Annual assessment by the Pennsylvania Fish and Boat Commission Lake Erie Research Unit includes offshore (> 12 meters) bottom trawling during summer and fall. This effort provides an abundance index of forage fishes, young-of-the-year yellow perch, and, to some extent, adult fishes inhabiting hypolimnetic waters. Area trawled was calculated by multiplying distance trawled by the wing-spread of the trawl; thus, we were able to estimate the number of fish per hectare trawled. We sampled, anesthetized, and preserved Round Gobies in littoral habitats. Subsequently, they were transported to the laboratory where fish were measured and weighed. Gender was determined by examining external genitalia. Both saggital otoliths were removed for researchers to estimate age.
Gobies were also collected in a tributary to Lake Erie with seines to determine the fish composition and species diversity in areas where gobies were present and absent (above and below a natural waterfall). In a separate tributary, artificial plots were constructed and filled with differently sized substrate. We sampled fishes and macroinvertebrates once a month from June – September, 2012. Stomach contents of all benthic fishes were examined. Stomach contents were compared to results of the macroinvertebrate collections and electivity indices were calculated. Fishes in Presque Isle Bay were sampled using a benthic electric trawl.
Abundance of Round Gobies has increased since they were first documented in Pennsylvania’s waters of Lake Erie in 1996. In all cases, the number of native benthic fishes captured in the trawls decreased as the numbers of Round Gobies increased. Year-class strength and abundance of fishes fluctuate naturally; thus, presence/absence of the benthic species in the trawl samples was recorded. With the exception of the Troutperch, all other benthic species had a drastic decrease or were absent from all the trawls in the years subsequent to the population explosion of the Round Goby. Male gobies in Pennsylvania waters of Lake Erie were larger than females.
More individual fishes were captured by electrofishing in the section of stream with the absence of Round Gobies. In total, Rainbow Darters constituted the greatest percentage of benthic species composition at both sites, when Round Gobies were excluded. Brillouin’s diversity index at site 1 and 2 were 1.39 and 2.11, respectively.

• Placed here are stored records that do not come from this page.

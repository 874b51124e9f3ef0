//! # numkit - Number Formatting, Parsing, and Arithmetic Helpers
//!
//! A toolkit of pure functions over `f64` values that provides:
//! - **Formatting** with custom separators, currencies, percentages, and units
//! - **Locale-aware** rendering and parsing through a pluggable provider
//! - **Transformations** such as clamping, rounding, normalization, and interpolation
//! - **Statistics** over number sequences (sum, average, median, mode)
//!
//! ## Core Concepts
//!
//! ### Validation First
//!
//! Every operation validates its inputs before doing any work:
//!
//! ```text
//! [input] → [validate] → [compute] → [render]
//! ```
//!
//! 1. **Numbers** must be finite (no NaN or ±Infinity)
//! 2. **Decimal counts** must lie between 0 and 20
//! 3. **Bounds** must be ordered (minimum not above maximum)
//!
//! A failed check yields a [`NumberError`]. Formatters configured with a
//! fallback string return the fallback instead.
//!
//! ### Locale Data
//!
//! Locale-sensitive operations go through the [`LocaleProvider`] trait.
//! [`BuiltinLocales`] ships a table of common locales; each `*_with`
//! function accepts any other provider.
//!
//! ## Example
//!
//! ```rust
//! use numkit::*;
//!
//! let us = format_number(1234567.891, &FormatOptions::default()).unwrap();
//! assert_eq!(us, "1,234,567.89");
//!
//! let de = FormatOptions::default().with_separators(".", ",");
//! assert_eq!(format_number(1234567.891, &de).unwrap(), "1.234.567,89");
//!
//! assert_eq!(parse_number("1.234.567,89", "de-DE"), Some(1234567.89));
//! assert_eq!(format_ordinal(23.0, "en-US"), "23rd");
//! assert_eq!(clamp(15.0, 0.0, 10.0).unwrap(), 10.0);
//! ```
//!
//! ## Modules
//!
//! - [`validate`] - Input predicates and checks
//! - [`transform`] - Clamping, rounding, scaling, and random numbers
//! - [`format`] - Separators, currency, and percentages
//! - [`unit`] - Byte, metric, and compact unit scaling
//! - [`locale`] - Locale provider trait and built-in locale table
//! - [`notation`] - Exponential notation and significant digits
//! - [`spell`] - Ordinals and number words
//! - [`mask`] - Digit masking and zero padding
//! - [`parse`] - Locale-aware parsing
//! - [`stats`] - Summary statistics
//! - [`compare`] - Comparison, approximate equality, and ranges
//! - [`error`] - Error types

pub mod compare;
pub mod error;
pub mod format;
pub mod locale;
pub mod mask;
pub mod notation;
pub mod parse;
pub mod spell;
pub mod stats;
pub mod transform;
pub mod unit;
pub mod validate;

// Re-export main types for convenience
pub use compare::{
    compare_numbers, is_approximately_equal, is_within_range, ComparisonOperator, Precision,
    RangeOptions,
};
pub use error::{NumberError, NumberResult};
pub use format::{
    format_currency, format_currency_with, format_number, format_percentage, CurrencyOptions,
    FormatOptions, PercentageOptions,
};
pub use locale::{
    format_locale_number, format_locale_number_with, BuiltinLocales, CompactStyle,
    LocaleProvider, LocaleSymbols, DEFAULT_LOCALE,
};
pub use mask::{mask_number, pad_number, MaskOptions};
pub use notation::{number_to_string, to_exponential, to_significant_digits};
pub use parse::{parse_number, parse_number_with};
pub use spell::{format_ordinal, to_words};
pub use stats::{average, median, mode, sum, StatsOptions};
pub use transform::{
    clamp, interpolate, normalize, random, random_with, round_to_precision, RoundingMode,
};
pub use unit::{format_with_unit, format_with_unit_with, UnitFamily, UnitOptions};
pub use validate::{
    is_in_range, is_valid_decimals, is_valid_number, is_valid_separator, MAX_DECIMALS,
    MAX_SAFE_INTEGER,
};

In the second tributary, the only taxon that had a positive electivity index for the Round Goby was midges. The Rainbow Darter selectively fed on fly larvae. The Rainbow Darters in the absence of Round Gobies consumed primarily mayflies and stoneflies.
Collections with the electric trawl in Presque Isle Bay resulted in the capture of Tubenose Gobies, which was the first record of this species in Pennsylvania.
Within the lake, populations of the Round Goby have increased dramatically since they first invaded and another exotic fish, Tubenose Gobies, has colonized Presque Isle Bay.
In areas within the lake, where Round Gobies have extensively invaded, Logperch populations have drastically declined. Moreover, our data indicate that the Eastern Sand Darter, Channel Darter, and the Mottled Sculpin have not been able to maintain robust populations where Round Gobies have invaded. There was no major difference in size of females captured in pelagic habitats versus females captured in littoral habitats, but there was a difference for males. All males greater than 119 mm were captured in littoral habitat, most among the large boulders close to shore.
In the tributary streams of Lake Erie, the Round Goby appears to be in direct competition with the Rainbow Darter relative to prey items. Nevertheless, the Rainbow Darter has been successful in co-habiting with the Round Goby. Likewise, the Iowa Darter, Round Goby and Tubenose Goby do not appear to be in direct competition for prey items. In the Pennsylvania tributaries of Lake Erie, Rainbow Darters in lotic environs and Iowa Darters in lentic habitats continue to maintain robust populations in areas invaded by Round Gobies, unlike many other benthic species.
Full study presented at Tom Ridge Environmental Center 9th Annual Research Symposium, November 2013.